The movie is a biographical war drama that depicts the final months in Lincoln’s presidency. The amazing Daniel Day-Lewis portrays Lincoln exactly how you would imagine him from your history classes. His voice is calm and steady. His stature intimidating yet warm and friendly. You are immediately drawn into his character.
The beginning was a tad confusing. I felt as though I needed some type of introduction. But regardless, I was drawn in and shortly became swept up in the race to have the 13th amendment passed and slavery abolished before the end of the Civil War.
The cast is stellar. Sally Fields plays Mary Todd Lincoln and attacks her with the same ferociousness as M’Lynn from Steel Magnolias. She’s a woman whom history has sold off as a bit off her marbles following the death of her son, Willie. But she also believed in her husband and was quite knowledgeable about the goings on in the US government.

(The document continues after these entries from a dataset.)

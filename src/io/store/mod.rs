//! Document store backends
//!
//! Everything the publisher writes goes through [`DocumentStore`]: a tree of
//! JSON documents addressed by slash-separated paths. Backends:
//! - `rest` - Firebase-style realtime database over HTTPS
//! - `mqtt` - mirrors writes to retained MQTT topics
//! - `memory` - in-process tree for dry runs and tests

pub mod memory;
pub mod mqtt;
pub mod rest;

pub use memory::MemoryStore;
pub use mqtt::MqttStore;
pub use rest::RestStore;

use crate::infra::config::{Config, StoreBackend};
use async_trait::async_trait;
use serde_json::Value;
use std::sync::Arc;
use thiserror::Error;

#[derive(Debug, Error)]
pub enum StoreError {
    #[error("http request to {path} failed: {source}")]
    Http {
        path: String,
        #[source]
        source: reqwest::Error,
    },

    #[error("store returned {status} for {path}")]
    Status { status: u16, path: String },

    #[error("mqtt publish to {topic} failed: {source}")]
    Mqtt {
        topic: String,
        #[source]
        source: rumqttc::ClientError,
    },

    #[error("failed to encode document: {0}")]
    Encode(#[from] serde_json::Error),

    #[error("{backend} backend does not support {op}")]
    Unsupported { backend: &'static str, op: &'static str },

    #[error("failed to build store client: {0}")]
    Client(String),
}

impl StoreError {
    /// Whether retrying the same write could succeed
    pub fn is_transient(&self) -> bool {
        match self {
            StoreError::Http { .. } | StoreError::Mqtt { .. } => true,
            StoreError::Status { status, .. } => *status == 429 || *status >= 500,
            StoreError::Encode(_) | StoreError::Unsupported { .. } | StoreError::Client(_) => false,
        }
    }
}

/// Hierarchical JSON document store
#[async_trait]
pub trait DocumentStore: Send + Sync {
    /// Read the document at `path`, `None` when absent
    async fn get(&self, path: &str) -> Result<Option<Value>, StoreError>;

    /// Replace the document at `path`
    async fn set(&self, path: &str, value: &Value) -> Result<(), StoreError>;

    /// Merge the fields of an object into the document at `path`
    async fn update(&self, path: &str, fields: &Value) -> Result<(), StoreError>;

    /// Append a child under `path` with a generated, time-ordered key
    async fn push(&self, path: &str, value: &Value) -> Result<String, StoreError>;

    /// Remove the document at `path` and everything below it
    async fn delete(&self, path: &str) -> Result<(), StoreError>;

    fn name(&self) -> &'static str;
}

/// Split a path into its non-empty segments
pub fn path_segments(path: &str) -> impl Iterator<Item = &str> {
    path.split('/').filter(|s| !s.is_empty())
}

/// Join segments into a canonical path without leading or trailing slashes
pub fn join_path(base: &str, child: &str) -> String {
    path_segments(base).chain(path_segments(child)).collect::<Vec<_>>().join("/")
}

/// Generate a time-ordered push key
pub fn push_key() -> String {
    uuid::Uuid::now_v7().simple().to_string()
}

/// Build the configured backend
pub fn create_store(config: &Config) -> Result<Arc<dyn DocumentStore>, StoreError> {
    let store: Arc<dyn DocumentStore> = match config.store_backend() {
        StoreBackend::Rest => Arc::new(RestStore::from_config(config.store())?),
        StoreBackend::Mqtt => Arc::new(MqttStore::from_config(config.store())),
        StoreBackend::Memory => Arc::new(MemoryStore::new()),
    };
    Ok(store)
}

#[cfg(test)]
mod tests {
    use super::*;

    #[test]
    fn test_join_path_normalizes_slashes() {
        assert_eq!(join_path("rooms/", "/room01"), "rooms/room01");
        assert_eq!(join_path("", "live_data"), "live_data");
        assert_eq!(join_path("sessions//a", ""), "sessions/a");
    }

    #[test]
    fn test_push_keys_are_unique() {
        let a = push_key();
        let b = push_key();
        assert_eq!(a.len(), 32);
        assert_ne!(a, b);
    }

    #[test]
    fn test_transient_classification() {
        assert!(StoreError::Status { status: 503, path: "x".into() }.is_transient());
        assert!(StoreError::Status { status: 429, path: "x".into() }.is_transient());
        assert!(!StoreError::Status { status: 401, path: "x".into() }.is_transient());
        assert!(!StoreError::Unsupported { backend: "mqtt", op: "get" }.is_transient());
    }
}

My favorite character was Thaddeus Stevens (played by Tommy Lee Jones), a powerful member of the House of Representatives. His dialogue throughout the movie was a definite highlight for me.
Where I got stuck was in the fact that I was watching this movie the evening after an election that divided our nation. I was seeing just how far we’ve come on one hand and just how little we’ve progressed on the other.
Lincoln quotes Euclid in the movie by saying “Things which are equal to the same thing are also equal to one another.” This was a simple summation of his reasons for abolishing slavery. Yet, here we are – almost 150 years later – and we’re still fighting for equality. There are still people who do not believe that all people are created equal.
I believe we are all equal – black, white, gay, straight, religious, atheist. If Lincoln were alive today, I think he’d be ashamed at how little we seem to have learned from our history.
But that’s not what the movie was about – simply my takeaway. And while I gather we will never really know how things truly went down so many years ago, this movie gives us a fantastic insight into the past and I highly recommend it for all who can appreciate a movie about our history.
Opens nationwide November 16. Rated PG-13.
I received free passes to see this movie. All opinions are my own.